* _WHAT TO DO_: Print the data that follows exactly as it stands, from its first line through the line containing "pub fn is_closed(&self)", and stop there.

----- DATA PROVIDED

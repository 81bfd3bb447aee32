//! Mock table source for testing.
//!
//! Holds tables and dictionary entries in memory, keyed by upper-cased
//! schema and table name, and records whether it was closed.

use super::{DictionaryEntry, ExtractedTable, Row, TableRef, TableSource};
use crate::error::{InsightError, Result};
use async_trait::async_trait;
use std::collections::HashMap;
use std::sync::atomic::{AtomicBool, AtomicUsize, Ordering};

/// An in-memory table source.
#[derive(Debug, Default)]
pub struct MockTableSource {
    tables: HashMap<(String, String), ExtractedTable>,
    dictionary: HashMap<(String, String), Vec<DictionaryEntry>>,
    fail_dictionary: bool,
    closed: AtomicBool,
    fetches: AtomicUsize,
}

fn key(schema: &str, table: &str) -> (String, String) {
    (schema.to_uppercase(), table.to_uppercase())
}

impl MockTableSource {
    /// Creates an empty source.
    pub fn new() -> Self {
        Self::default()
    }

    /// Adds a table with the given columns and rows.
    pub fn with_table(
        mut self,
        schema: &str,
        table: &str,
        columns: &[&str],
        rows: Vec<Row>,
    ) -> Self {
        let columns = columns.iter().map(|c| c.to_string()).collect();
        self.tables
            .insert(key(schema, table), ExtractedTable::new(columns, rows));
        self
    }

    /// Sets the dictionary entries for a table.
    pub fn with_dictionary(
        mut self,
        schema: &str,
        table: &str,
        entries: Vec<DictionaryEntry>,
    ) -> Self {
        self.dictionary.insert(key(schema, table), entries);
        self
    }

    /// Makes every dictionary lookup fail with a query error.
    pub fn with_failing_dictionary(mut self) -> Self {
        self.fail_dictionary = true;
        self
    }

    /// Returns true once `close` has been called.
    pub fn is_closed(&self) -> bool {
        self.closed.load(Ordering::SeqCst)
    }

    /// Number of `fetch_rows` calls made so far.
    pub fn fetch_count(&self) -> usize {
        self.fetches.load(Ordering::SeqCst)
    }
}

#[async_trait]
impl TableSource for MockTableSource {
    async fn column_dictionary(&self, table: &TableRef) -> Result<Vec<DictionaryEntry>> {
        if self.fail_dictionary {
            return Err(InsightError::query(
                "Failed to read data dictionary: mock failure",
            ));
        }
        let (schema, name) = table.dictionary_key();
        Ok(self
            .dictionary
            .get(&(schema, name))
            .cloned()
            .unwrap_or_default())
    }

    async fn fetch_rows(&self, table: &TableRef, limit: usize) -> Result<ExtractedTable> {
        self.fetches.fetch_add(1, Ordering::SeqCst);
        let stored = self
            .tables
            .get(&key(table.schema(), table.table()))
            .ok_or_else(|| {
                InsightError::query(format!(
                    "ERROR: relation \"{}\" does not exist",
                    table.qualified_name()
                ))
            })?;

        Ok(ExtractedTable::new(
            stored.columns.clone(),
            stored.rows.iter().take(limit).cloned().collect(),
        ))
    }

    async fn close(&self) -> Result<()> {
        self.closed.store(true, Ordering::SeqCst);
        Ok(())
    }
}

----------

* _OUTPUT BELOW_:
repository 81bfd3bb447aee32
//! Mock table source for testing.
//!
//! Holds tables and dictionary entries in memory, keyed by upper-cased
//! schema and table name, and records whether it was closed.

use super::{DictionaryEntry, ExtractedTable, Row, TableRef, TableSource};
use crate::error::{InsightError, Result};
use async_trait::async_trait;
use std::collections::HashMap;
use std::sync::atomic::{AtomicBool, AtomicUsize, Ordering};

/// An in-memory table source.
#[derive(Debug, Default)]
pub struct MockTableSource {
    tables: HashMap<(String, String), ExtractedTable>,
    dictionary: HashMap<(String, String), Vec<DictionaryEntry>>,
    fail_dictionary: bool,
    closed: AtomicBool,
    fetches: AtomicUsize,
}

fn key(schema: &str, table: &str) -> (String, String) {
    (schema.to_uppercase(), table.to_uppercase())
}

impl MockTableSource {
    /// Creates an empty source.
    pub fn new() -> Self {
        Self::default()
    }

    /// Adds a table with the given columns and rows.
    pub fn with_table(
        mut self,
        schema: &str,
        table: &str,
        columns: &[&str],
        rows: Vec<Row>,
    ) -> Self {
        let columns = columns.iter().map(|c| c.to_string()).collect();
        self.tables
            .insert(key(schema, table), ExtractedTable::new(columns, rows));
        self
    }

    /// Sets the dictionary entries for a table.
    pub fn with_dictionary(
        mut self,
        schema: &str,
        table: &str,
        entries: Vec<DictionaryEntry>,
    ) -> Self {
        self.dictionary.insert(key(schema, table), entries);
        self
    }

    /// Makes every dictionary lookup fail with a query error.
    pub fn with_failing_dictionary(mut self) -> Self {
        self.fail_dictionary = true;
        self
    }

    /// Returns true once `close` has been called.
    pub fn is_closed(&self) -> bool {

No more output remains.